Sean Baker has made many films about a variety of subjects. More specifically, he has made many films about many types of people. Tangerine is a film about a transgender sex worker. The Florida Project revolves around a mother and daughter living in a motel on the verge of homelessness. Prince of Broadway is about a hustler on the streets of New York. Yet every one of his films shares something in common, even though the stories being told are through radically different lenses. They’re all deeply human portrayals of people that aren’t often given the spotlight. It’s clear he finds these voices as important to the world as any, and luckily, he is a filmmaker that feels genuine when bringing these characters to life. And his latest film, Red Rocket, is no exception. It’s a slight turn for Baker in my opinion, but one that works so damn well when looking at the film as a whole that it demands applause.
From shooting on iPhones to 35mm film, or in the case of Red Rocket, 16mm, everything about Baker’s last three films feels wholly grounded in reality. Blurring the lines between fiction and real life, he also uses plenty of non-actors to double down on this sense of legitimacy. Red Rocket feels like a beautifully intimate film about an ugly man at his core, simply trying to claw his way back into stardom, or what his view of stardom might be. This man is none other than “Mikey Saber”, an adult film star who goes back home for one reason or another. Played by Simon Rex, it is a role so unbelievably raw and unique from any other this year that he should automatically be handed an Oscar nomination for it. Rex is something truly special here, for he plays a character that many have known (or at the very least, a hopefully less dark version of the character) so wonderfully you can’t help but shrivel at every other comment he makes. Mikey Saber is the guy you know who never stays quiet and is constantly stretching the truth, but you let it slide often because the confrontation of his actual truth will be way more of a hassle to deal with.

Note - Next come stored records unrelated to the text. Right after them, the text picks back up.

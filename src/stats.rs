//! Prometheus metrics.
//!
//! Recording helpers are no-ops until [`Metrics::install`] registered the
//! global recorder, so library code and tests can call them freely.

use crate::persistence::EntityCounts;
use axum::{routing::get, Router};
use metrics::{counter, gauge, histogram};
use metrics_exporter_prometheus::{BuildError, PrometheusBuilder, PrometheusHandle};
use std::time::Duration;
use tracing::info;

/// Incoming text messages, labeled by `chat_id`
pub const MESSAGES_COUNT: &str = "messages_count";
/// Sent rule responses, labeled by `chat_id` and `rule`
pub const RESPONSES_COUNT: &str = "responses_count";
/// Stored entities, labeled by `type`
pub const ENTITIES_COUNT: &str = "entities_count";
/// Members per chat, labeled by `chat_id`
pub const USERS_IN_CHAT_COUNT: &str = "users_in_chat_count";
/// Time spent handling a single text message
pub const MESSAGE_PROCESSING_SECONDS: &str = "message_processing_seconds";

/// Handle to the installed Prometheus recorder
#[derive(Clone)]
pub struct Metrics {
    handle: PrometheusHandle,
}

impl Metrics {
    /// Installs the global Prometheus recorder.
    ///
    /// # Errors
    ///
    /// Returns an error if a recorder is already installed.
    pub fn install() -> Result<Self, BuildError> {
        let handle = PrometheusBuilder::new().install_recorder()?;
        Ok(Self { handle })
    }

    /// Current metrics in the Prometheus exposition format
    #[must_use]
    pub fn render(&self) -> String {
        self.handle.render()
    }

    /// Router exposing `/metrics`
    pub fn router(&self) -> Router {
        let handle = self.handle.clone();
        Router::new().route(
            "/metrics",
            get(move || {
                let h = handle.clone();
                async move { h.render() }
            }),
        )
    }

    /// Serves `/metrics` on `0.0.0.0:port` until the process exits
    ///
    /// # Errors
    ///
    /// Returns an error if the port cannot be bound.
    pub async fn serve(self, port: u16) -> std::io::Result<()> {
        let listener = tokio::net::TcpListener::bind(("0.0.0.0", port)).await?;
        info!("Metrics endpoint listening on {}", listener.local_addr()?);
        axum::serve(listener, self.router()).await
    }
}

/// Counts an incoming text message
pub fn record_message(chat_id: i64) {
    counter!(MESSAGES_COUNT, "chat_id" => chat_id.to_string()).increment(1);
}

/// Counts a response produced by `rule`
pub fn record_response(chat_id: i64, rule: &str) {
    counter!(
        RESPONSES_COUNT,
        "chat_id" => chat_id.to_string(),
        "rule" => rule.to_string()
    )
    .increment(1);
}

/// Records how long handling a message took
pub fn record_processing_time(elapsed: Duration) {
    histogram!(MESSAGE_PROCESSING_SECONDS).record(elapsed.as_secs_f64());
}

/// Publishes stored entity counts
#[allow(clippy::cast_precision_loss)]
pub fn record_entity_counts(counts: &EntityCounts) {
    gauge!(ENTITIES_COUNT, "type" => "chat").set(counts.chats as f64);
    gauge!(ENTITIES_COUNT, "type" => "user").set(counts.users as f64);
    gauge!(ENTITIES_COUNT, "type" => "setting").set(counts.settings as f64);
    gauge!(ENTITIES_COUNT, "type" => "rating").set(counts.ratings as f64);
    for (chat_id, members) in &counts.users_per_chat {
        gauge!(USERS_IN_CHAT_COUNT, "chat_id" => chat_id.to_string()).set(*members as f64);
    }
}

/// Zeroes the member gauge of a chat that no longer exists
pub fn clear_chat_members(chat_id: i64) {
    gauge!(USERS_IN_CHAT_COUNT, "chat_id" => chat_id.to_string()).set(0.0);
}

/// Sums every sample of `metric` in a rendered exposition, optionally
/// restricted to samples carrying `label="value"`
#[must_use]
pub fn sum_samples(rendered: &str, metric: &str, label: Option<(&str, &str)>) -> f64 {
    let label = label.map(|(key, value)| format!("{key}=\"{value}\""));
    rendered
        .lines()
        .filter(|line| !line.starts_with('#'))
        .filter_map(|line| {
            let (series, value) = line.rsplit_once(' ')?;
            let name = series.split('{').next()?;
            if name != metric && name.strip_suffix("_total") != Some(metric) {
                return None;
            }
            if let Some(label) = &label {
                if !series.contains(label.as_str()) {
                    return None;
                }
            }
            value.trim().parse::<f64>().ok()
        })
        .sum()
}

Red Rocket is deeply fascinating in a multitude of ways, but how it plays with tone is perhaps its best quality. Rex is widely known as a comedic celebrity, from starring in the Scary Movie franchise to his rapper persona known as Dirt Nasty. So, it’s not surprising that at face value, Red Rocket is an oftentimes hilarious movie, anchored by him. The film doesn’t hide the fact that Mikey is a bit of a loser, but he’s also a goofball who simply seems to be down on his luck. However, as we quickly see, he has no qualms about taking advantage of the generosity around him to the fullest extent. From his estranged wife and mother-in-law to his unassuming neighbor, Mikey takes and takes and takes for one sole purpose: escape. Both literally and figuratively, Mikey is running from something and never once stopping to confront himself. And just when you think there will be a watershed moment of self-reflection, it instead ends in self-celebration for the exact opposite. Baker does not hide the fact that this character is a deeply flawed human being. This fact is even touched on in a brilliant way by when this film takes place.
While this can be a timeless film due to its nature, it’s interesting to note that it specifically takes place leading up to the 2016 presidential election. For an era hyper-defined by liars and cheats taking what they want with no regard to those affected, the story of Red Rocket fits perfectly. Because just when this film seems as if it will be a story about someone getting back on their feet, Baker introduces Strawberry to the fold. Played by newcomer Suzanna Son, Strawberry is a 17-year-old high school student who works at a donut shop. And at first sight, Mikey is taken by her. And as if the relationship that develops in the film isn’t upsetting enough, the film doubles down on the notion as Mikey sees her as the easiest way back into stardom. Perhaps a conman such as him knows at his core that he can’t make it anywhere just with his charm. Just as a panicked person does when drowning, he needs to pull someone down in order to bring his head above water and make sure his several hundred followers and subscribers see him again.
The shift of Mikey from an adult film star down on his luck to what he ends up becoming isn’t necessarily shocking due to the nature of the film, but it is a damningly honest turn for the big screen for lack of a better term. It does feel like a bit more could be said about Mikey’s inexcusable choices made, but Baker’s lack of hand holding is certainly a move in the right direction in my opinion. Just as he left the ending of The Florida Project up for interpretation, he knows it shouldn’t be that difficult to label Mikey Saber as an inherently bad guy, no matter how funny or charismatic he may be on screen. From his fake moral code to his constantly despicable actions, it’s no secret how Baker views this character. Yet even with all this ugliness on screen, the film is simply gorgeous to look at. Shot on 16mm film, Red Rocket is a visual beauty from beginning to end. Bathed in colorful pops or dim rooms lit only by a grainy television, this feels like a home movie or documentary that has been recently uncovered but too crucial to keep hidden. With one of the best needle drops of the year and a revelatory performance from both Rex and Son, Red Rocket is a film that cannot be missed under any circumstance.